[Task input — start]
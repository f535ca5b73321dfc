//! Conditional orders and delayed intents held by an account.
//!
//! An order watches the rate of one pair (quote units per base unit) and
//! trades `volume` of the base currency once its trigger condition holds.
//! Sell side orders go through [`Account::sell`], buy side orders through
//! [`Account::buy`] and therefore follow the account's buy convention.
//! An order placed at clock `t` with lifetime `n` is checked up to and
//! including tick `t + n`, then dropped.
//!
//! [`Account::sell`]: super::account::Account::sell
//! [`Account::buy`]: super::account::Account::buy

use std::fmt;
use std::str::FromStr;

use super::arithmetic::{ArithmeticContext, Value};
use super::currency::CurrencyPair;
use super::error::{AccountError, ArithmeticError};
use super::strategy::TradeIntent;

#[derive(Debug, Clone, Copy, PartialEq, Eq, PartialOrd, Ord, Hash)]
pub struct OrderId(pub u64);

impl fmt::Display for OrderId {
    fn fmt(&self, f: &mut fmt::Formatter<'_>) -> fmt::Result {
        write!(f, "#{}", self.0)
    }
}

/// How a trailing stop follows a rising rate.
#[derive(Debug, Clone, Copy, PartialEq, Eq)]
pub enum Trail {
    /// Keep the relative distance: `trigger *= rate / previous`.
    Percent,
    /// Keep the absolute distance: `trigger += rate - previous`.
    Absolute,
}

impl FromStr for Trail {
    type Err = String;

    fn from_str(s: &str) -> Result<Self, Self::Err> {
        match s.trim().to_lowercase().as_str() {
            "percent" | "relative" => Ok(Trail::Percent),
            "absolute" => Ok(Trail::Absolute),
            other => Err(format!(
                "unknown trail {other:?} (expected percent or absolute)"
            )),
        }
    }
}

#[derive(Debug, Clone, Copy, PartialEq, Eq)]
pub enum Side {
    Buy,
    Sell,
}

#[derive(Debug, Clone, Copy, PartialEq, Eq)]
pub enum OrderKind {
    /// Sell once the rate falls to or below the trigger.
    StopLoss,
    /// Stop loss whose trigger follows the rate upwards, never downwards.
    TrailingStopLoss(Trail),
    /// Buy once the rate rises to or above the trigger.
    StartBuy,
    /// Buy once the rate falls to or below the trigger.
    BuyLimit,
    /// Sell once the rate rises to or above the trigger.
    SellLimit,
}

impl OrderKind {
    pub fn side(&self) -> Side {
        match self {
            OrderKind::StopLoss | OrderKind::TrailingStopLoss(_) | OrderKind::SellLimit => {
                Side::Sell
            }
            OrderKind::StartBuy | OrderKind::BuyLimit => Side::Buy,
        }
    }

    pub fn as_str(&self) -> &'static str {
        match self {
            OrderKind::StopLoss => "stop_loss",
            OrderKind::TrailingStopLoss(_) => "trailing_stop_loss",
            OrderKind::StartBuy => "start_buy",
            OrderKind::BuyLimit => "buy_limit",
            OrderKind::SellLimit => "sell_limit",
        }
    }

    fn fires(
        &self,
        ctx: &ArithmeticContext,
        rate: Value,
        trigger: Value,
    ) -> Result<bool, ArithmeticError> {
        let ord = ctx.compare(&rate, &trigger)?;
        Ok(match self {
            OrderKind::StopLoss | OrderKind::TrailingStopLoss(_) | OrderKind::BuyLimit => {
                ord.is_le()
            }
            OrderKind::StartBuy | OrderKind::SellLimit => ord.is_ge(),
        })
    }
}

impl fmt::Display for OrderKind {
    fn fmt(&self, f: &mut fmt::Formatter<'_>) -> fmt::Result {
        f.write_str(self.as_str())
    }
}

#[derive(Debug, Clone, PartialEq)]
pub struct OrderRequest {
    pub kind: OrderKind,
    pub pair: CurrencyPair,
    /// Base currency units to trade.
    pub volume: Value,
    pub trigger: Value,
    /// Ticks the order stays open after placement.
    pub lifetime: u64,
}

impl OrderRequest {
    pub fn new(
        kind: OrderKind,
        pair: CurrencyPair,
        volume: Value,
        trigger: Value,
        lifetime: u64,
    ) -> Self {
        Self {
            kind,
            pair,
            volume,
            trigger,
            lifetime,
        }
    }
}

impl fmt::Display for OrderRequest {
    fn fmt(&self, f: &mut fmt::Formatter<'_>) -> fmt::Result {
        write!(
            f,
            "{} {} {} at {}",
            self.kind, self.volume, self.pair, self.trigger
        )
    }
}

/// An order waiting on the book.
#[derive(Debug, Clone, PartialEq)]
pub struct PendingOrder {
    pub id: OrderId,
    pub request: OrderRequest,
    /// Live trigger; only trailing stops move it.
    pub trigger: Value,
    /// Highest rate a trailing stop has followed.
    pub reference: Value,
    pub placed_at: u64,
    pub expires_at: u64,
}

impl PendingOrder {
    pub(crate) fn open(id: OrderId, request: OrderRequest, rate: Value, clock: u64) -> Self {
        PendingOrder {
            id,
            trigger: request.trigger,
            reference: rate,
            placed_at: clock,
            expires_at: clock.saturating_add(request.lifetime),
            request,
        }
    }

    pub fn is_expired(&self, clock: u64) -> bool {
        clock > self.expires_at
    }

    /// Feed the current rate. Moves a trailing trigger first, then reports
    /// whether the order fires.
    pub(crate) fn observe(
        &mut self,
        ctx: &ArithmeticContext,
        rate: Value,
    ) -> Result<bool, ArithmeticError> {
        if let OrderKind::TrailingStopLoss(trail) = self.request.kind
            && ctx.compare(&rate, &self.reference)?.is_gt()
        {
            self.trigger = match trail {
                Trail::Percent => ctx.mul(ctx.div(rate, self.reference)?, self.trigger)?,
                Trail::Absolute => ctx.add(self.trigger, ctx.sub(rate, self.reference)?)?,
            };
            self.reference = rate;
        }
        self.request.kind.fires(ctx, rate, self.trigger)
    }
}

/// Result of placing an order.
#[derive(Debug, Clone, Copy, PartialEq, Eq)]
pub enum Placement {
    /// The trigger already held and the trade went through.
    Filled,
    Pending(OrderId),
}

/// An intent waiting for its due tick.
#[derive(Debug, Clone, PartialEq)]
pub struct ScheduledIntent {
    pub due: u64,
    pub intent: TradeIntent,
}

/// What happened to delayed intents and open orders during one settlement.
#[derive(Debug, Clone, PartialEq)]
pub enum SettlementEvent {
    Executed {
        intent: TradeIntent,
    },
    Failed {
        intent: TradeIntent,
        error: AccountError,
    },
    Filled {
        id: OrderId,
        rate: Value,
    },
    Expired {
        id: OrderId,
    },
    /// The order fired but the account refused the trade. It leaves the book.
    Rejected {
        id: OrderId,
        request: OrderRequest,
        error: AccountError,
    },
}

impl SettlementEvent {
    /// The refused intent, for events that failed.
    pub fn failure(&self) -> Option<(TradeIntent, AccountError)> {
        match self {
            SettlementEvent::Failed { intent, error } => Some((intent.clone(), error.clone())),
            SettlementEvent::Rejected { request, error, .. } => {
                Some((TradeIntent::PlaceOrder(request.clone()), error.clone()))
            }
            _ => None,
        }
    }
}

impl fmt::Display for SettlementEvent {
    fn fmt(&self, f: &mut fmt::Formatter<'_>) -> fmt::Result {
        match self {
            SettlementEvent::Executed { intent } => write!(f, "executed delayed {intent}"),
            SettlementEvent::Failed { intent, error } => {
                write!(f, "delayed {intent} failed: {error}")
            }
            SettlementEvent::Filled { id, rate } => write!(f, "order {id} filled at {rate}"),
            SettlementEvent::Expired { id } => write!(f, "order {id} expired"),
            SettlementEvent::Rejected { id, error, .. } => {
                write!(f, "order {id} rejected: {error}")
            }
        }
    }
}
[Task input — finish]
**To do**
For the string "below", count the lines of the entries above that include it; answer with the number only.

**Response**
2